In my case, Teensy will be the only one using 3.3 V, so I'm looking at using a buck-boost DC-DC regulator like Texas Instruments TPS63061 (datasheet) that can take a DC voltage between 2.5 V and 12 V, and provide a nicely regulated 5V supply and enough current (1.4 A, if the wall-wart supplies enough current) to power the Teensy, USB isolator, and peripherals (like SN75160 and SN75162 GPIB/IEEE-488 transceivers in my case).
Unfortunately, my EE-fu is weak. I have checked the suggested/typical use circuits, and the resulting schematic looks suspiciously simple to me. Here, I've fixed the ADuM3160 for full-speed operation (12Mbit/s), and supply Teensy with 5V using the USB connector. Although I won't be using it, I've included the 3.3V regulator (MCP1726) in the upper right corner.
As I mentioned, for 3.3V only operation, the TPS63061 can be left out, but then the ADuM3160 should be wired slightly differently, as indicated in the datasheet. Remember: the above circuit assumes the USB power is supplied by a galvanically isolated supply.
My intention is to put this onto a small additional board. I'd prefer to cannibalize a USB-to-micro-USB cable, so that I could use the last 1" or so to connect the board to the Teensy (allowing for easy inclusion within different enclosure types), and use the rest as a built-in USB cable to the computer -- thus, just through-holes for the wires, no connectors on board.
Since something like this is so often needed, I'm certain I'm not the only one looking at such a circuit.
Could you (anyone?) help with the design of such a board? If you have experience with ADuM3160, could you check if I've missed anything obvious in the schematic above?
(I've omitted the ADuM3160 datasheet suggestions for actual capacitor, inductor, and resistor types. Also, it might be very useful to have two variants of the board, the other with just 3.3V needed -- avoiding the expensive buck-boost converter, using just a 3.3V LDO regulator instead.)

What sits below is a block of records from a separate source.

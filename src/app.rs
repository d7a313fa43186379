use cgn_core::{SectionVisibility, ViewState};
use dioxus::prelude::*;

use crate::context::SiteState;
use crate::hooks::{use_escape_dismissal, use_section_observer};
use crate::pages::Landing;
use crate::theme::GLOBAL_STYLES;

/// Root application component.
///
/// Provides global styles, the site context and the window listeners.
#[component]
pub fn App() -> Element {
    let settings = crate::get_settings();

    let view: Signal<ViewState> = use_signal(|| ViewState::new(&settings.gallery));
    let sections: Signal<SectionVisibility> = use_signal(SectionVisibility::new);

    let site = use_context_provider(|| SiteState {
        gallery: &settings.gallery,
        assets_dir: settings.assets_dir.as_path(),
        view,
        sections,
    });

    use_escape_dismissal(site);
    use_section_observer(site);

    rsx! {
        style { {GLOBAL_STYLES} }
        Landing {}
    }
}
//! Work Modal Component
//!
//! Photos of the active work category, with "Ver mais" / "Ver menos"
//! paging for the paginated category.

use cgn_core::{GalleryAction, PageControl, PointerTarget};
use dioxus::prelude::*;

use crate::context::use_site;

/// Modal for the active category.
///
/// Renders nothing when no category is active or the id does not resolve.
/// Clicks inside the content stop at the content box; whether a click on
/// the overlay closes the modal is decided by the gallery policy.
#[component]
pub fn WorkModal() -> Element {
    let site = use_site();
    let view = site.view.read();

    let Some(category) = view.current_category(site.gallery) else {
        return VNode::empty();
    };
    let images = view.visible_images(site.gallery);
    let pagination = view.pagination(site.gallery);
    drop(view);

    rsx! {
        div {
            class: "modal",
            onclick: move |_| site.dispatch(GalleryAction::Click(PointerTarget::ModalOverlay)),

            div {
                class: "modal-content",
                onclick: move |e| {
                    e.stop_propagation();
                    site.dispatch(GalleryAction::Click(PointerTarget::ModalContent));
                },

                button {
                    class: "close",
                    "aria-label": "Fechar",
                    onclick: move |e| {
                        e.stop_propagation();
                        site.dispatch(GalleryAction::CloseModal);
                    },
                    "✕"
                }

                h3 { "{category.display_name}" }

                div { class: "modal-images",
                    for (i, image) in images.iter().enumerate() {
                        img {
                            key: "{i}",
                            src: site.image_src(image),
                            alt: "{category.id}-{i}",
                            onclick: move |e| {
                                e.stop_propagation();
                                site.dispatch(GalleryAction::OpenZoom(image.clone()));
                            },
                        }
                    }
                }

                if let Some(status) = pagination {
                    div { class: "ver-mais-container",
                        button {
                            class: "btn-ver-mais",
                            r#type: "button",
                            onclick: move |e| {
                                e.stop_propagation();
                                let action = match status.control() {
                                    PageControl::ShowMore => GalleryAction::ShowMore,
                                    PageControl::ShowLess => GalleryAction::ShowLess,
                                };
                                site.dispatch(action);
                            },
                            "{status.control().label()}"
                        }
                        p { class: "ver-mais-info", "{status.caption()}" }
                    }
                }
            }
        }
    }
}
//! Footer and the floating back-to-top button.

use cgn_core::content::current_copyright_line;
use dioxus::prelude::*;

use crate::hooks::scroll_to_top;

#[component]
pub fn SiteFooter() -> Element {
    rsx! {
        footer {
            div { class: "socials",
                a { href: "#", "aria-label": "Instagram",
                    i { class: "fab fa-instagram" }
                }
                a { href: "#", "aria-label": "Pinterest",
                    i { class: "fab fa-pinterest" }
                }
            }
            p { "{current_copyright_line()}" }
        }
    }
}

#[component]
pub fn BackToTop() -> Element {
    rsx! {
        button {
            class: "btn-top",
            "aria-label": "Voltar ao topo",
            onclick: move |_| scroll_to_top(),
            "↑"
        }
    }
}
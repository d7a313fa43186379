//! Tracks which page sections have scrolled into view.
//!
//! A section that is reported as intersecting the viewport gains the
//! `in-view` class and keeps it. This is purely presentational and never
//! touches [`crate::ViewState`].

use std::collections::BTreeSet;

/// Observer `threshold` option: visible fraction at which reports fire.
///
/// Not a gate on reports. A section taller than the viewport can only ever
/// reach a small ratio and still counts once it intersects.
pub const VISIBILITY_THRESHOLD: f64 = 0.2;

/// CSS class added to sections once seen.
pub const IN_VIEW_CLASS: &str = "in-view";

#[derive(Debug, Clone, Default, PartialEq, Eq)]
pub struct SectionVisibility {
    seen: BTreeSet<String>,
}

impl SectionVisibility {
    pub fn new() -> Self {
        Self::default()
    }

    /// Record an intersecting report; `ratio` is only logged. Returns true
    /// the first time a section is seen.
    pub fn observe(&mut self, section: &str, ratio: f64) -> bool {
        if self.seen.contains(section) {
            return false;
        }
        tracing::trace!(section, ratio, "Section in view");
        self.seen.insert(section.to_string())
    }

    pub fn is_in_view(&self, section: &str) -> bool {
        self.seen.contains(section)
    }

    /// Class attribute for a section: the base class, plus `in-view` once seen.
    pub fn class_for(&self, section: &str, base: &str) -> String {
        if self.is_in_view(section) {
            format!("{} {}", base, IN_VIEW_CLASS)
        } else {
            base.to_string()
        }
    }
}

The above can be the starting point. I'm happy with any open/free license for such a design. This is very specific to Teensy, and the use case is a bit weird, because end-users must be told to use specific USB wall warts for power supply (as opposed to, say, connecting a second USB from the computer). It might actually make sense to use a DC21 or DC25 power jack for the 5V input DC power, instead of a micro-USB connector (upper left corner of the schematic).
Comments? Suggestions?
It occurred to me that 5 VDC regulated wall-warts are ubiquitous, and the safe ones are galvanically isolated. To avoid the ground loop via USB ground, an USB isolator chip like Analog Devices ADuM3160 (datasheet) can be used to galvanically isolate the Teensy from the USB bus. A 3.3 VDC low drop-out voltage regulator (like Microchip MCP1726; datasheet) can be used for 3.3 V peripherals, ADuM3160 (although slightly different wiring compared to below), and the Teensy itself.
In my case, Teensy will be the only one using 3.3 V, so I'm looking at using a buck-boost DC-DC regulator like Texas Instruments TPS63061 (datasheet) that can take a DC voltage between 2.5 V and 12 V, and provide a nicely regulated 5V supply and enough current (1.4 A, if the wall-wart supplies enough current) to power the Teensy, USB isolator, and peripherals (like SN75160 and SN75162 GPIB/IEEE-488 transceivers in my case).
Unfortunately, my EE-fu is weak. I have checked the suggested/typical use circuits, and the resulting schematic looks suspiciously simple to me. Here, I've fixed the ADuM3160 for full-speed operation (12Mbit/s), and supply Teensy with 5V using the USB connector. Although I won't be using it, I've included the 3.3V regulator (MCP1726) in the upper right corner.
As I mentioned, for 3.3V only operation, the TPS63061 can be left out, but then the ADuM3160 should be wired slightly differently, as indicated in the datasheet. Remember: the above circuit assumes the USB power is supplied by a galvanically isolated supply.
My intention is to put this onto a small additional board. I'd prefer to cannibalize a USB-to-micro-USB cable, so that I could use the last 1" or so to connect the board to the Teensy (allowing for easy inclusion within different enclosure types), and use the rest as a built-in USB cable to the computer -- thus, just through-holes for the wires, no connectors on board.
Since something like this is so often needed, I'm certain I'm not the only one looking at such a circuit.
Could you (anyone?) help with the design of such a board? If you have experience with ADuM3160, could you check if I've missed anything obvious in the schematic above?
(I've omitted the ADuM3160 datasheet suggestions for actual capacitor, inductor, and resistor types. Also, it might be very useful to have two variants of the board, the other with just 3.3V needed -- avoiding the expensive buck-boost converter, using just a 3.3V LDO regulator instead.)
The above can be the starting point. I'm happy with any open/free license for such a design. This is very specific to Teensy, and the use case is a bit weird, because end-users must be told to use specific USB wall warts for power supply (as opposed to, say, connecting a second USB from the computer). It might actually make sense to use a DC21 or DC25 power jack for the 5V input DC power, instead of a micro-USB connector (upper left corner of the schematic).
Comments? Suggestions?